Let me just say that this recipe is delicious, absolutely the best one so far!
The original recipe (hailing from Pakistan) was seeping with calories (561 per serving!), fat (43.6 per serving!), saturated fat (14.6 g per serving!), cholesterol (219 mg per serving!), and sodium (670 mg per serving!)... yes, I know that's a lot of exclamation points. But seriously, this thing is a heart attack waiting to happen.
Why? Well, the original recipe has 6 lamb's kidneys, 1/4 c sunflower oil, and 1.25 lb ground lamb. BUT... the new recipe has no meat, 1 tablespoon canola/sunflower oil, tofu or seitan, and carrots, petite Brussels sprouts, peas, and a sweet potato. Since you're bulking up the recipes with all these vegetables you end up making more too, so that also helps lower the calories.
What are the changes?
- 140 calories per serving not 561
- 6.4 g of fat not 43.6 (and this is using the firm tofu, which is higher in fat than the softer varieties)
- .8 g of saturated fat not 14.6 (saturated fat is high in animal-based foods, including whole fat dairy and butter)
- 0 cholesterol (exclusively found in animal-based foods)
- 84 mg of sodium not 670
Of course, because you're adding all those veggies, you're also getting more vitamins, minerals, phytonutrients, and antioxidants... all the stuff that helps keep us healthy for a longer period of time. For example, you get your entire day's need of vitamin A (high in sweet potato and carrots), and 75% of your vitamin C (high in Brussels sprouts).
Another benefit of cooking vegetarian / vegan (this recipe is vegan) is that it takes a lot less time to cook! The original recipe takes about 50 minutes to prepare, while my version takes about 25.
Brussels Sprouts and Potato Curry
Ingredients:
1 tsp ground turmeric
1 T sunflower or canola oil
1 block firm tofu or seitan, cubed
1" ginger, diced as finely as possible
2 medium tomatoes, cut into 1" pieces
2 carrots, cut into 1/4" pieces (peel can be on or off)

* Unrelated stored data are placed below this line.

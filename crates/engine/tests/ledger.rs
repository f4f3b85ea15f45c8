use chrono::NaiveDate;
use sea_orm::{ConnectionTrait, Database, DatabaseConnection, Statement};

use engine::{
    ActivityKind, Engine, EngineError, LedgerCategory, LedgerEntryCmd, LedgerFilter, LedgerKind,
    LedgerSource, LedgerStatus, Money,
};
use migration::MigratorTrait;
use uuid::Uuid;

async fn engine_with_db() -> (Engine, DatabaseConnection) {
    let db = Database::connect("sqlite::memory:").await.unwrap();
    migration::Migrator::up(&db, None).await.unwrap();
    let engine = Engine::builder()
        .database(db.clone())
        .build()
        .await
        .unwrap();
    (engine, db)
}

fn date(month: u32, day: u32) -> NaiveDate {
    NaiveDate::from_ymd_opt(2025, month, day).unwrap()
}

#[tokio::test]
async fn amount_is_units_times_price() {
    let (engine, _db) = engine_with_db().await;

    let entry = engine
        .create_ledger_entry(
            LedgerEntryCmd::new(date(3, 1), LedgerKind::Expense, "Barang", 3, Money::rupiah(25_000))
                .note("Semen"),
        )
        .await
        .unwrap();
    assert_eq!(entry.amount, Money::rupiah(75_000));
    assert_eq!(entry.source, LedgerSource::Manual);
    assert_eq!(entry.project_income_id, None);
    assert_eq!(entry.project_expense_id, None);

    let edited = engine
        .update_ledger_entry(
            entry.id,
            LedgerEntryCmd::new(date(3, 2), LedgerKind::Expense, "Barang", 4, Money::rupiah(25_000))
                .note("Semen"),
        )
        .await
        .unwrap();
    assert!(edited.is_clean());
    assert_eq!(edited.value.amount, Money::rupiah(100_000));

    let stored = engine.ledger_entry(entry.id).await.unwrap();
    assert_eq!(Some(stored.amount), stored.price_per_unit.checked_mul(4));
}

#[tokio::test]
async fn invalid_terms_are_rejected() {
    let (engine, _db) = engine_with_db().await;

    let err = engine
        .create_ledger_entry(LedgerEntryCmd::new(
            date(3, 1),
            LedgerKind::Income,
            "Jasa",
            0,
            Money::rupiah(10),
        ))
        .await
        .unwrap_err();
    assert!(matches!(err, EngineError::Validation(_)));

    let err = engine
        .update_ledger_entry(
            Uuid::new_v4(),
            LedgerEntryCmd::new(date(3, 1), LedgerKind::Income, "Jasa", 1, Money::rupiah(10)),
        )
        .await
        .unwrap_err();
    assert!(matches!(err, EngineError::KeyNotFound(_)));

    let err = engine.delete_ledger_entry(Uuid::new_v4()).await.unwrap_err();
    assert!(matches!(err, EngineError::KeyNotFound(_)));
}

#[tokio::test]
async fn filters_combine() {
    let (engine, _db) = engine_with_db().await;
    for (day, kind, category, price, status) in [
        (1, LedgerKind::Income, "Jasa", 500_000, LedgerStatus::Paid),
        (5, LedgerKind::Expense, "Barang", 120_000, LedgerStatus::Paid),
        (9, LedgerKind::Expense, "Sewa Alat Berat", 300_000, LedgerStatus::Unpaid),
        (20, LedgerKind::Expense, "Barang", 80_000, LedgerStatus::Unpaid),
    ] {
        engine
            .create_ledger_entry(
                LedgerEntryCmd::new(date(4, day), kind, category, 1, Money::rupiah(price))
                    .status(status),
            )
            .await
            .unwrap();
    }

    let expenses = engine
        .list_ledger_entries(&LedgerFilter::default().kind(LedgerKind::Expense))
        .await
        .unwrap();
    assert_eq!(expenses.len(), 3);
    assert!(expenses.windows(2).all(|w| w[0].date >= w[1].date));

    let goods = engine
        .list_ledger_entries(&LedgerFilter::default().category(LedgerCategory::Goods))
        .await
        .unwrap();
    assert_eq!(goods.len(), 2);

    let unpaid_in_range = engine
        .list_ledger_entries(
            &LedgerFilter::default()
                .status(LedgerStatus::Unpaid)
                .dates(Some(date(4, 1)), Some(date(4, 9))),
        )
        .await
        .unwrap();
    assert_eq!(unpaid_in_range.len(), 1);
    assert_eq!(unpaid_in_range[0].category, "Sewa Alat Berat");

    let mid_amounts = engine
        .list_ledger_entries(
            &LedgerFilter::default().amounts(Some(Money::rupiah(100_000)), Some(Money::rupiah(300_000))),
        )
        .await
        .unwrap();
    assert_eq!(mid_amounts.len(), 2);
}

#[tokio::test]
async fn totals_and_monthly_comparison() {
    let (engine, _db) = engine_with_db().await;
    for (month, kind, price) in [
        (1, LedgerKind::Income, 1_000_000),
        (1, LedgerKind::Expense, 400_000),
        (2, LedgerKind::Expense, 250_000),
        (3, LedgerKind::Income, 700_000),
    ] {
        engine
            .create_ledger_entry(LedgerEntryCmd::new(
                date(month, 15),
                kind,
                "Other",
                1,
                Money::rupiah(price),
            ))
            .await
            .unwrap();
    }

    let totals = engine.ledger_totals().await.unwrap();
    assert_eq!(totals.income, Money::rupiah(1_700_000));
    assert_eq!(totals.expense, Money::rupiah(650_000));
    assert_eq!(totals.balance(), Money::rupiah(1_050_000));

    let months = engine.monthly_comparison().await.unwrap();
    let keys: Vec<&str> = months.iter().map(|m| m.month.as_str()).collect();
    assert_eq!(keys, ["2025-01", "2025-02", "2025-03"]);
    assert_eq!(months[0].income, Money::rupiah(1_000_000));
    assert_eq!(months[0].expense, Money::rupiah(400_000));
    assert_eq!(months[1].income, Money::ZERO);
}

#[tokio::test]
async fn writes_are_logged_as_activities() {
    let (engine, _db) = engine_with_db().await;
    let entry = engine
        .create_ledger_entry(
            LedgerEntryCmd::new(date(5, 1), LedgerKind::Income, "Jasa", 1, Money::rupiah(10_000))
                .note("Konsultasi"),
        )
        .await
        .unwrap();
    engine.delete_ledger_entry(entry.id).await.unwrap();

    let activities = engine.recent_activities(10).await.unwrap();
    assert_eq!(activities.len(), 2);
    assert!(activities.iter().all(|a| a.kind == ActivityKind::Income));
    assert!(activities.iter().any(|a| a.title == "New transaction"));
    assert!(activities.iter().any(|a| a.title == "Transaction deleted"));

    let latest = engine.recent_activities(1).await.unwrap();
    assert_eq!(latest.len(), 1);
}

#[tokio::test]
async fn activity_log_failures_never_fail_the_write() {
    let (engine, db) = engine_with_db().await;
    engine
        .log_activity(ActivityKind::Member, "Member added", "Budi joined as Operator")
        .await;
    assert_eq!(engine.recent_activities(5).await.unwrap()[0].kind, ActivityKind::Member);

    let backend = db.get_database_backend();
    db.execute(Statement::from_string(backend, "DROP TABLE activities".to_string()))
        .await
        .unwrap();

    engine
        .log_activity(ActivityKind::Update, "Ignored", "activities table is gone")
        .await;
    let entry = engine
        .create_ledger_entry(LedgerEntryCmd::new(
            date(5, 2),
            LedgerKind::Expense,
            "Barang",
            2,
            Money::rupiah(5_000),
        ))
        .await
        .unwrap();
    assert_eq!(engine.ledger_entry(entry.id).await.unwrap(), entry);
}
//! Kasbon: cash advances deducted from a salary.

use chrono::NaiveDate;
use sea_orm::{ActiveValue, entity::prelude::*};
use serde::{Deserialize, Serialize};
use uuid::Uuid;

use crate::Money;

#[derive(Clone, Debug, PartialEq, Eq, Serialize, Deserialize)]
pub struct Kasbon {
    pub id: Uuid,
    pub salary_id: Uuid,
    pub date: NaiveDate,
    pub amount: Money,
    pub note: String,
}

#[derive(Clone, Debug, PartialEq, Eq, DeriveEntityModel)]
#[sea_orm(table_name = "kasbons")]
pub struct Model {
    #[sea_orm(primary_key, auto_increment = false)]
    pub id: Uuid,
    pub salary_id: Uuid,
    pub date: Date,
    pub amount_minor: i64,
    pub note: String,
}

#[derive(Copy, Clone, Debug, EnumIter, DeriveRelation)]
pub enum Relation {
    #[sea_orm(
        belongs_to = "super::salaries::Entity",
        from = "Column::SalaryId",
        to = "super::salaries::Column::Id",
        on_update = "NoAction",
        on_delete = "Cascade"
    )]
    Salary,
}

impl Related<super::salaries::Entity> for Entity {
    fn to() -> RelationDef {
        Relation::Salary.def()
    }
}

impl ActiveModelBehavior for ActiveModel {}

impl From<Model> for Kasbon {
    fn from(model: Model) -> Self {
        Self {
            id: model.id,
            salary_id: model.salary_id,
            date: model.date,
            amount: Money::new(model.amount_minor),
            note: model.note,
        }
    }
}

impl From<&Kasbon> for ActiveModel {
    fn from(value: &Kasbon) -> Self {
        Self {
            id: ActiveValue::Set(value.id),
            salary_id: ActiveValue::Set(value.salary_id),
            date: ActiveValue::Set(value.date),
            amount_minor: ActiveValue::Set(value.amount.minor()),
            note: ActiveValue::Set(value.note.clone()),
        }
    }
}
//! Command structs for engine operations.
//!
//! These types group parameters for write operations (ledger rows, projects,
//! members, salaries and their child rows), keeping call sites readable and
//! avoiding long argument lists.

use chrono::NaiveDate;
use uuid::Uuid;

use crate::{LedgerKind, LedgerStatus, Money, SalaryMonth};

/// Create or replace a manual ledger row.
///
/// The stored amount is always `unit_count * price_per_unit`.
#[derive(Clone, Debug)]
pub struct LedgerEntryCmd {
    pub date: NaiveDate,
    pub unit_count: i32,
    pub price_per_unit: Money,
    pub note: String,
    pub kind: LedgerKind,
    pub category: String,
    pub status: LedgerStatus,
    pub project_id: Option<Uuid>,
}

impl LedgerEntryCmd {
    #[must_use]
    pub fn new(
        date: NaiveDate,
        kind: LedgerKind,
        category: impl Into<String>,
        unit_count: i32,
        price_per_unit: Money,
    ) -> Self {
        Self {
            date,
            unit_count,
            price_per_unit,
            note: String::new(),
            kind,
            category: category.into(),
            status: LedgerStatus::Paid,
            project_id: None,
        }
    }

    #[must_use]
    pub fn note(mut self, note: impl Into<String>) -> Self {
        self.note = note.into();
        self
    }

    #[must_use]
    pub fn status(mut self, status: LedgerStatus) -> Self {
        self.status = status;
        self
    }

    #[must_use]
    pub fn project_id(mut self, project_id: Uuid) -> Self {
        self.project_id = Some(project_id);
        self
    }
}

/// Create a project.
#[derive(Clone, Debug)]
pub struct ProjectNew {
    pub name: String,
    pub description: String,
    pub status: String,
    pub start_date: Option<NaiveDate>,
    pub end_date: Option<NaiveDate>,
    pub total_revenue: Money,
    pub amount_paid: Money,
    pub unit_price: Money,
    pub total_volume: f64,
    pub unit: String,
}

impl ProjectNew {
    #[must_use]
    pub fn new(name: impl Into<String>, total_revenue: Money) -> Self {
        Self {
            name: name.into(),
            description: String::new(),
            status: "Active".to_string(),
            start_date: None,
            end_date: None,
            total_revenue,
            amount_paid: Money::ZERO,
            unit_price: Money::ZERO,
            total_volume: 0.0,
            unit: String::new(),
        }
    }

    #[must_use]
    pub fn description(mut self, description: impl Into<String>) -> Self {
        self.description = description.into();
        self
    }

    #[must_use]
    pub fn status(mut self, status: impl Into<String>) -> Self {
        self.status = status.into();
        self
    }

    #[must_use]
    pub fn dates(mut self, start: Option<NaiveDate>, end: Option<NaiveDate>) -> Self {
        self.start_date = start;
        self.end_date = end;
        self
    }

    #[must_use]
    pub fn amount_paid(mut self, amount_paid: Money) -> Self {
        self.amount_paid = amount_paid;
        self
    }

    #[must_use]
    pub fn volume(mut self, unit_price: Money, total_volume: f64, unit: impl Into<String>) -> Self {
        self.unit_price = unit_price;
        self.total_volume = total_volume;
        self.unit = unit.into();
        self
    }
}

/// Register a crew member.
#[derive(Clone, Debug)]
pub struct MemberNew {
    pub full_name: String,
    pub role: String,
    pub active: bool,
}

impl MemberNew {
    #[must_use]
    pub fn new(full_name: impl Into<String>, role: impl Into<String>) -> Self {
        Self {
            full_name: full_name.into(),
            role: role.into(),
            active: true,
        }
    }

    #[must_use]
    pub fn active(mut self, active: bool) -> Self {
        self.active = active;
        self
    }
}

/// Open a salary record for a pay period.
#[derive(Clone, Debug)]
pub struct SalaryNew {
    pub month: SalaryMonth,
    pub status: Option<String>,
    pub documents: Vec<String>,
}

impl SalaryNew {
    #[must_use]
    pub fn new(month: SalaryMonth) -> Self {
        Self {
            month,
            status: None,
            documents: Vec::new(),
        }
    }

    #[must_use]
    pub fn status(mut self, status: impl Into<String>) -> Self {
        self.status = Some(status.into());
        self
    }

    #[must_use]
    pub fn documents(mut self, documents: Vec<String>) -> Self {
        self.documents = documents;
        self
    }
}

/// Edit the authored fields of a salary. Payroll figures are not part of it.
#[derive(Clone, Debug, Default)]
pub struct SalaryPatch {
    pub month: Option<SalaryMonth>,
    pub status: Option<String>,
    pub documents: Option<Vec<String>>,
}

impl SalaryPatch {
    #[must_use]
    pub fn month(mut self, month: SalaryMonth) -> Self {
        self.month = Some(month);
        self
    }

    #[must_use]
    pub fn status(mut self, status: impl Into<String>) -> Self {
        self.status = Some(status.into());
        self
    }

    #[must_use]
    pub fn documents(mut self, documents: Vec<String>) -> Self {
        self.documents = Some(documents);
        self
    }
}

/// Create or replace an hourly salary line.
#[derive(Clone, Debug)]
pub struct SalaryDetailCmd {
    pub salary_id: Uuid,
    pub date: NaiveDate,
    pub hours: i32,
    pub rate_per_hour: Money,
    pub note: String,
}

impl SalaryDetailCmd {
    #[must_use]
    pub fn new(salary_id: Uuid, date: NaiveDate, hours: i32, rate_per_hour: Money) -> Self {
        Self {
            salary_id,
            date,
            hours,
            rate_per_hour,
            note: String::new(),
        }
    }

    #[must_use]
    pub fn note(mut self, note: impl Into<String>) -> Self {
        self.note = note.into();
        self
    }
}

/// Create or replace a kasbon.
#[derive(Clone, Debug)]
pub struct KasbonCmd {
    pub salary_id: Uuid,
    pub date: NaiveDate,
    pub amount: Money,
    pub note: String,
}

impl KasbonCmd {
    #[must_use]
    pub fn new(salary_id: Uuid, date: NaiveDate, amount: Money) -> Self {
        Self {
            salary_id,
            date,
            amount,
            note: String::new(),
        }
    }

    #[must_use]
    pub fn note(mut self, note: impl Into<String>) -> Self {
        self.note = note.into();
        self
    }
}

1 bag frozen petite Brussels sprouts (or 1 lb fresh)
3/4 c peas
1 c water
1 sweet potato, cubed into 1" pieces
1 tsp red chili powder
1 tsp cumin seeds
1 tsp ground coriander
2 T chopped cilantro, raw
Instructions:
1. Heat the oil in a medium-large sauce pan.
2. Add the ginger and turmeric. Heat for 30 seconds.
3. Add the tofu or seitan. Stir for 1 minute.
4. Add everything except the raw cilantro and peas.
5. Cook for 10 minutes, covered. Stir occasionally to make sure it does not stick to the bottom of the pan.
6. Add peas and cook for 5 more minutes.
7. Taste the carrots and sweet potatoes to see that they are soft enough. Cook longer if needed.
8. Stir in the cilantro at the very end and enjoy! If you don't like cilantro, you can leave this ingredient out; it's delicious before adding it too.
Enjoy! You can eat this dish as is without any rice or bread. If you need the calories, go ahead and serve it with some basmati rice, or 100% whole grain bread.